Let
- $(\Omega,\mathcal{A},\operatorname{P})$ be a probability space
- $E$ be a Polish space and $\mathcal{E}$ be the Borel $\sigma$-algebra on $E$
- $I$ be an index set
- $X_t$ be a random variable on $(\Omega,\mathcal{A},\operatorname{P})$ with values in $(E,\mathcal{E})$
$X:=(X_t,t\in I)$ is called a stochastic process. We may consider $X$ as a mapping $$\Omega\times I\to E\;,\;\;\;(\omega,t)\mapsto X_t(\omega)$$ or even as a mapping $$\Omega\to E^I\;,\;\;\;\omega\mapsto X(\omega,\;\cdot\;)\;\tag{1}$$ From $(1)$, the question arises if $X$ can be considered as a random variable on $(\Omega,\mathcal{A},\operatorname{P})$ with values in $(E^I,\mathcal{E}^{\otimes I})$. So, does the $\mathcal{A}$-$\mathcal{E}$-measurability of each $X_t$ imply the $\mathcal{A}$-$\mathcal{E}^{\otimes I}$-measurability of $X$?
Many peopole write $\sigma(X)$ for the $\sigma$-algebra $$\sigma(X_t,t\in I):=\sigma\left(\bigcup_{t\in I}\sigma(X_t)\right)=\sigma\left(\bigcup_{t\in I}X_t^{-1}(\mathcal{E})\right)\tag{2}$$ generated by the family $(X_t,t\in I)$. However, if we consider $X$ in the sense of $(1)$, we've got $$\sigma(X)=X^{-1}(\mathcal{E}^{\otimes I})\tag{3}$$ Can we prove that $(2)$ equals $(3)$?

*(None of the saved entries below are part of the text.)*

//! Binary Space Partitioning tree over static level walls.
//!
//! The tree recursively partitions the level using the planes of its own
//! walls. Because every wall is vertical, partitioning happens on the
//! (x, z) ground plane and each node owns exactly one wall.
//!
//! # Example
//!
//! ```ignore
//! use bsp_pipeline::bsp::{BspTree, CollectingSink, TraversalMode};
//!
//! let tree = BspTree::from_walls(walls)?;
//!
//! // Back-to-front for the painter's algorithm
//! let mut sink = CollectingSink::new();
//! tree.traverse_with(TraversalMode::FrustumCull, &camera, &mut sink)?;
//! let triangles = sink.into_triangles();
//! ```
//!
//! # Architecture
//!
//! - [`BspTree`]: arena of nodes plus the root index
//! - [`BspNode`]: one partition wall, its plane and two child indices
//! - [`PartitionSelector`]: strategy trait for choosing partition walls
//! - [`TriangleSink`]: receiver of the emitted triangles

use serde::Deserialize;

mod node;
mod selector;
mod tree;
mod visitor;

pub use node::{BspNode, NodeId};
pub use selector::{FewestSplits, FirstWall, PartitionSelector};
pub use tree::{BspTree, TraversalStats};
pub use visitor::{CollectingSink, TriangleSink};

/// Which walls a traversal emits and which subtrees it enters.
#[derive(Debug, Clone, Copy, PartialEq, Eq, Hash, Default, Deserialize)]
#[serde(rename_all = "snake_case")]
pub enum TraversalMode {
    /// Every wall, back-to-front.
    Ordered,
    /// Every node is visited; walls facing away from the view cone are
    /// not emitted.
    SkipBackfaces,
    /// As `SkipBackfaces`, and subtrees the view cone cannot reach are not
    /// visited.
    #[default]
    FrustumCull,
}
//! Movable scene objects: indexed meshes that are fed into the render list
//! alongside the BSP level.

use bitflags::bitflags;
use nalgebra::{Matrix4, Point3, Vector3};

use crate::error::{RenderError, Result};
use crate::triangle::face_normal;
use crate::{Camera, ClipPlanes, FaceState, Rgb, ShadeMode, TextureId, TransformMode, Vertex};

bitflags! {
    /// Per-object state.
    #[derive(Debug, Clone, Copy, PartialEq, Eq, Hash, Default)]
    pub struct ObjectState: u8 {
        const ACTIVE  = 0x01;
        const VISIBLE = 0x02;
        /// Set by [`Object::cull`] for the current frame.
        const CULLED  = 0x04;
    }
}

/// A face of an [`Object`], referring to its vertices by index.
#[derive(Debug, Clone, PartialEq)]
pub struct ObjectPoly {
    pub state: FaceState,
    pub mode: ShadeMode,
    pub color: Rgb,
    pub texture: Option<TextureId>,
    pub indices: [usize; 3],
}

impl ObjectPoly {
    pub fn new(indices: [usize; 3]) -> Self {
        Self {
            state: FaceState::ACTIVE,
            mode: ShadeMode::Flat,
            color: Rgb::WHITE,
            texture: None,
            indices,
        }
    }

    pub fn with_color(mut self, color: Rgb) -> Self {
        self.color = color;
        self
    }

    pub fn with_mode(mut self, mode: ShadeMode) -> Self {
        self.mode = mode;
        self
    }
}

/// An indexed triangle mesh with a model-space rest pose (`local`) and a
/// working copy (`trans`).
#[derive(Debug, Clone, PartialEq)]
pub struct Object {
    pub id: u32,
    pub name: String,
    pub state: ObjectState,
    pub world_pos: Point3<f32>,
    local: Vec<Vertex>,
    trans: Vec<Vertex>,
    polys: Vec<ObjectPoly>,
    /// Bounding sphere radius around the model origin.
    radius: f32,
}

impl Object {
    /// Creates an active, visible object.
    ///
    /// Fails with `DegenerateGeometry` if a polygon refers to a vertex that
    /// does not exist.
    pub fn new(
        id: u32,
        name: impl Into<String>,
        vertices: Vec<Vertex>,
        polys: Vec<ObjectPoly>,
    ) -> Result<Self> {
        let count = vertices.len();
        if polys.iter().flat_map(|p| p.indices).any(|i| i >= count) {
            return Err(RenderError::DegenerateGeometry(
                "object polygon refers to a missing vertex",
            ));
        }

        let radius = vertices
            .iter()
            .map(|v| v.position.coords.norm())
            .fold(0.0, f32::max);

        Ok(Self {
            id,
            name: name.into(),
            state: ObjectState::ACTIVE | ObjectState::VISIBLE,
            world_pos: Point3::origin(),
            trans: vertices.clone(),
            local: vertices,
            polys,
            radius,
        })
    }

    /// An axis-aligned cube of edge `size` centered on the model origin,
    /// faces wound to point outward.
    pub fn cube(id: u32, name: impl Into<String>, size: f32, color: Rgb) -> Self {
        let h = 0.5 * size;
        let vertices = [
            [-h, -h, -h],
            [h, -h, -h],
            [h, h, -h],
            [-h, h, -h],
            [-h, -h, h],
            [h, -h, h],
            [h, h, h],
            [-h, h, h],
        ]
        .into_iter()
        .map(|[x, y, z]| Vertex::at(x, y, z))
        .collect::<Vec<_>>();

        // Each quad is listed clockwise as seen from outside
        let quads = [
            [3, 2, 1, 0],
            [6, 7, 4, 5],
            [7, 3, 0, 4],
            [2, 6, 5, 1],
            [7, 6, 2, 3],
            [0, 1, 5, 4],
        ];
        let polys = quads
            .iter()
            .flat_map(|&[a, b, c, d]| [[a, b, d], [b, c, d]])
            .map(|indices| ObjectPoly::new(indices).with_color(color))
            .collect();

        Self {
            id,
            name: name.into(),
            state: ObjectState::ACTIVE | ObjectState::VISIBLE,
            world_pos: Point3::origin(),
            trans: vertices.clone(),
            local: vertices,
            polys,
            radius: h * 3f32.sqrt(),
        }
    }

    pub fn at(mut self, world_pos: Point3<f32>) -> Self {
        self.world_pos = world_pos;
        self
    }

    #[inline]
    pub fn local(&self) -> &[Vertex] {
        &self.local
    }

    #[inline]
    pub fn trans(&self) -> &[Vertex] {
        &self.trans
    }

    #[inline]
    pub fn polys(&self) -> &[ObjectPoly] {
        &self.polys
    }

    #[inline]
    pub fn radius(&self) -> f32 {
        self.radius
    }

    /// True if the object should go into the render list this frame.
    #[inline]
    pub fn is_drawable(&self) -> bool {
        self.state.contains(ObjectState::ACTIVE | ObjectState::VISIBLE)
            && !self.state.contains(ObjectState::CULLED)
    }

    /// Switches every face to `mode`.
    pub fn set_shade_mode(&mut self, mode: ShadeMode) {
        for poly in &mut self.polys {
            poly.mode = mode;
        }
    }

    /// Clears the per-frame state of the object and its polygons.
    pub fn reset(&mut self) {
        self.state.remove(ObjectState::CULLED);
        for poly in &mut self.polys {
            poly.state.remove(FaceState::PER_FRAME);
        }
    }

    /// Applies `m` to the vertex lists selected by `mode`.
    ///
    /// Transforming `local` in place changes the rest pose, so the bounding
    /// radius is refreshed.
    pub fn transform(&mut self, m: &Matrix4<f32>, mode: TransformMode) {
        mode.apply_to_vertices(m, &mut self.local, &mut self.trans);
        if mode == TransformMode::LocalInPlace {
            self.radius = self
                .local
                .iter()
                .map(|v| v.position.coords.norm())
                .fold(0.0, f32::max);
        }
    }

    /// Moves the model into world space at `world_pos`.
    pub fn model_to_world(&mut self, mode: TransformMode) {
        let m = Matrix4::new_translation(&self.world_pos.coords);
        self.transform(&m, mode);
    }

    /// Averages the face normals around each vertex and stores the result
    /// on both vertex lists, enabling Gouraud shading.
    pub fn compute_vertex_normals(&mut self) {
        let mut sums = vec![Vector3::zeros(); self.local.len()];
        for poly in &self.polys {
            let [a, b, c] = poly.indices.map(|i| self.local[i].position);
            let (n, len) = face_normal(&a, &b, &c);
            if len > 0.0 {
                for i in poly.indices {
                    sums[i] += n / len;
                }
            }
        }

        for (i, sum) in sums.into_iter().enumerate() {
            if sum.norm() > 0.0 {
                self.local[i] = self.local[i].with_normal(sum);
                let normal = self.local[i].normal;
                self.trans[i] = self.trans[i].with_normal(normal);
            }
        }
    }

    /// Tests the bounding sphere against the camera frustum, marking the
    /// object CULLED when it lies wholly outside one of the `planes`.
    pub fn cull(&mut self, camera: &Camera, planes: ClipPlanes) -> bool {
        let c = camera.to_camera(&self.world_pos);
        let r = self.radius;

        let outside_z = planes.contains(ClipPlanes::Z)
            && (c.z - r > camera.far_z() || c.z + r < camera.near_z());
        let outside_x = planes.contains(ClipPlanes::X) && {
            let limit = camera.x_slope() * c.z;
            c.x - r > limit || c.x + r < -limit
        };
        let outside_y = planes.contains(ClipPlanes::Y) && {
            let limit = camera.y_slope() * c.z;
            c.y - r > limit || c.y + r < -limit
        };

        let culled = outside_z || outside_x || outside_y;
        if culled {
            self.state |= ObjectState::CULLED;
        }
        culled
    }
}

#[cfg(test)]
mod tests {
    use super::*;

    /// Unit quad in the z = 0 plane, two triangles facing -z.
    fn quad() -> Object {
        let vertices = vec![
            Vertex::at(-0.5, 0.5, 0.0),
            Vertex::at(0.5, 0.5, 0.0),
            Vertex::at(0.5, -0.5, 0.0),
            Vertex::at(-0.5, -0.5, 0.0),
        ];
        let polys = vec![ObjectPoly::new([0, 1, 3]), ObjectPoly::new([1, 2, 3])];
        Object::new(1, "quad", vertices, polys).unwrap()
    }

    fn camera() -> Camera {
        Camera::look_at(
            Point3::new(0.0, 0.0, -10.0),
            Point3::origin(),
            90.0,
            1.0,
            100.0,
            (400, 400),
        )
    }

    #[test]
    fn bad_index_is_rejected() {
        let result = Object::new(1, "bad", vec![Vertex::default()], vec![ObjectPoly::new([0, 0, 1])]);
        assert!(matches!(result, Err(RenderError::DegenerateGeometry(_))));
    }

    #[test]
    fn radius_covers_vertices() {
        assert!((quad().radius() - 0.5f32.sqrt()).abs() < 1e-6);
    }

    #[test]
    fn model_to_world_keeps_rest_pose() {
        let mut obj = quad().at(Point3::new(0.0, 0.0, 5.0));
        obj.model_to_world(TransformMode::LocalToTrans);
        obj.model_to_world(TransformMode::LocalToTrans);
        assert_eq!(obj.trans()[0].position, Point3::new(-0.5, 0.5, 5.0));
        assert_eq!(obj.local()[0].position, Point3::new(-0.5, 0.5, 0.0));
    }

    #[test]
    fn vertex_normals_average_faces() {
        let mut obj = quad();
        obj.compute_vertex_normals();
        for v in obj.local().iter().chain(obj.trans()) {
            assert!(v.has_normal());
            assert!((v.normal.z + 1.0).abs() < 1e-6);
        }
    }

    #[test]
    fn cull_against_frustum() {
        let cam = camera();

        let mut visible = quad();
        assert!(!visible.cull(&cam, ClipPlanes::all()));
        assert!(visible.is_drawable());

        let mut behind = quad().at(Point3::new(0.0, 0.0, -20.0));
        assert!(behind.cull(&cam, ClipPlanes::Z));
        assert!(!behind.is_drawable());

        let mut aside = quad().at(Point3::new(50.0, 0.0, 0.0));
        assert!(!aside.cull(&cam, ClipPlanes::Z));
        assert!(aside.cull(&cam, ClipPlanes::X));

        behind.reset();
        assert!(behind.is_drawable());
    }

    #[test]
    fn cube_faces_point_outward() {
        let cube = Object::cube(2, "cube", 2.0, Rgb::WHITE);
        assert_eq!(cube.polys().len(), 12);
        assert!((cube.radius() - 3f32.sqrt()).abs() < 1e-6);

        for poly in cube.polys() {
            let [a, b, c] = poly.indices.map(|i| cube.local()[i].position);
            let (n, _) = face_normal(&a, &b, &c);
            let center = (a.coords + b.coords + c.coords) / 3.0;
            assert!(n.dot(&center) > 0.0);
        }
    }

    #[test]
    fn reset_clears_face_flags() {
        let mut obj = quad();
        obj.polys[0].state |= FaceState::BACKFACE | FaceState::LIT;
        obj.reset();
        assert_eq!(obj.polys()[0].state, FaceState::ACTIVE);
    }
}
//! Triangle faces: the unit of work of the polygon buffer.

use bitflags::bitflags;
use nalgebra::{Point3, Vector3};
use serde::Deserialize;

use crate::{Rgb, Vertex};

/// Texture handle passed through to the rasterizer untouched.
pub type TextureId = u16;

/// Faces with a normal shorter than this are treated as zero-area.
pub const AREA_EPSILON: f32 = 1e-6;

bitflags! {
    /// Per-face state. The flags are independent of each other.
    #[derive(Debug, Clone, Copy, PartialEq, Eq, Hash, Default)]
    pub struct FaceState: u8 {
        const ACTIVE   = 0x01;
        const CLIPPED  = 0x02;
        const BACKFACE = 0x04;
        const LIT      = 0x08;
    }
}

impl FaceState {
    /// Flags that are recomputed every frame.
    pub const PER_FRAME: FaceState = FaceState::CLIPPED
        .union(FaceState::BACKFACE)
        .union(FaceState::LIT);
}

/// How a face is shaded. Exactly one mode applies to a face.
#[derive(Debug, Clone, Copy, PartialEq, Eq, Hash, Default, Deserialize)]
#[serde(rename_all = "snake_case")]
pub enum ShadeMode {
    /// Emissive: the base color is used verbatim.
    Constant,
    /// One color per face.
    #[default]
    Flat,
    /// One color per vertex.
    Gouraud,
    /// Texture mapped; lit like `Flat`.
    Textured,
}

/// Computes the winding-derived normal `(b - a) x (c - a)` and its length.
#[inline]
pub(crate) fn face_normal(a: &Point3<f32>, b: &Point3<f32>, c: &Point3<f32>) -> (Vector3<f32>, f32) {
    let n = (b - a).cross(&(c - a));
    let len = n.norm();
    (n, len)
}

/// A triangle with a rest-pose (`local`) and a working (`trans`) vertex list.
///
/// The cached normal always describes the current `trans` positions. Code
/// that moves those positions goes through [`Triangle::set_trans`] or calls
/// [`Triangle::recompute_normal`] afterwards.
#[derive(Debug, Clone, PartialEq)]
pub struct Triangle {
    pub state: FaceState,
    pub mode: ShadeMode,
    /// Base (unlit) color.
    pub color: Rgb,
    /// Lit colors. `Flat`, `Constant` and `Textured` use slot 0 only.
    pub lit: [Rgb; 3],
    pub texture: Option<TextureId>,
    /// Identifies where the triangle came from (wall id for BSP output).
    pub tag: u32,
    pub(crate) local: [Vertex; 3],
    pub(crate) trans: [Vertex; 3],
    normal: Vector3<f32>,
    normal_length: f32,
}

impl Triangle {
    /// Creates an active, flat-shaded white triangle. Both vertex lists start
    /// out equal to `vertices`.
    pub fn new(vertices: [Vertex; 3]) -> Self {
        let mut tri = Self {
            state: FaceState::ACTIVE,
            mode: ShadeMode::Flat,
            color: Rgb::WHITE,
            lit: [Rgb::WHITE; 3],
            texture: None,
            tag: 0,
            local: vertices,
            trans: vertices,
            normal: Vector3::zeros(),
            normal_length: 0.0,
        };
        tri.recompute_normal();
        tri
    }

    pub fn with_color(mut self, color: Rgb) -> Self {
        self.color = color;
        self.lit = [color; 3];
        self
    }

    pub fn with_mode(mut self, mode: ShadeMode) -> Self {
        self.mode = mode;
        self
    }

    pub fn with_texture(mut self, texture: TextureId) -> Self {
        self.texture = Some(texture);
        self
    }

    pub fn with_tag(mut self, tag: u32) -> Self {
        self.tag = tag;
        self
    }

    #[inline]
    pub fn local(&self) -> &[Vertex; 3] {
        &self.local
    }

    #[inline]
    pub fn trans(&self) -> &[Vertex; 3] {
        &self.trans
    }

    /// Replaces the working vertices and refreshes the cached normal.
    pub fn set_trans(&mut self, vertices: [Vertex; 3]) {
        self.trans = vertices;
        self.recompute_normal();
    }

    /// Unnormalized face normal of the `trans` vertices.
    #[inline]
    pub fn normal(&self) -> Vector3<f32> {
        self.normal
    }

    /// Length of [`Triangle::normal`]; twice the triangle area.
    #[inline]
    pub fn normal_length(&self) -> f32 {
        self.normal_length
    }

    pub fn recompute_normal(&mut self) {
        let [a, b, c] = &self.trans;
        let (n, len) = face_normal(&a.position, &b.position, &c.position);
        self.normal = n;
        self.normal_length = len;
    }

    /// Area of the `trans` triangle.
    #[inline]
    pub fn area(&self) -> f32 {
        0.5 * self.normal_length
    }

    #[inline]
    pub fn is_degenerate(&self) -> bool {
        !(self.normal_length > AREA_EPSILON)
    }

    /// Active and neither clipped nor back-facing.
    #[inline]
    pub fn is_renderable(&self) -> bool {
        self.state.contains(FaceState::ACTIVE)
            && !self.state.intersects(FaceState::CLIPPED | FaceState::BACKFACE)
    }

    pub fn average_z(&self) -> f32 {
        self.trans.iter().map(|v| v.position.z).sum::<f32>() / 3.0
    }

    pub fn min_z(&self) -> f32 {
        self.trans.iter().map(|v| v.position.z).fold(f32::INFINITY, f32::min)
    }

    pub fn max_z(&self) -> f32 {
        self.trans.iter().map(|v| v.position.z).fold(f32::NEG_INFINITY, f32::max)
    }
}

The result is true, and has nothing to do with topology or countability. Let ${\cal C}$ be the collection of subsets of $E^I$ of the form $\pi_i^{-1}(E)$ for some $i\in I$ and $E\in{\cal E}$. Then use the fact that $X^{-1}(\sigma({\cal C}))=\sigma(X^{-1}({\cal C}))$.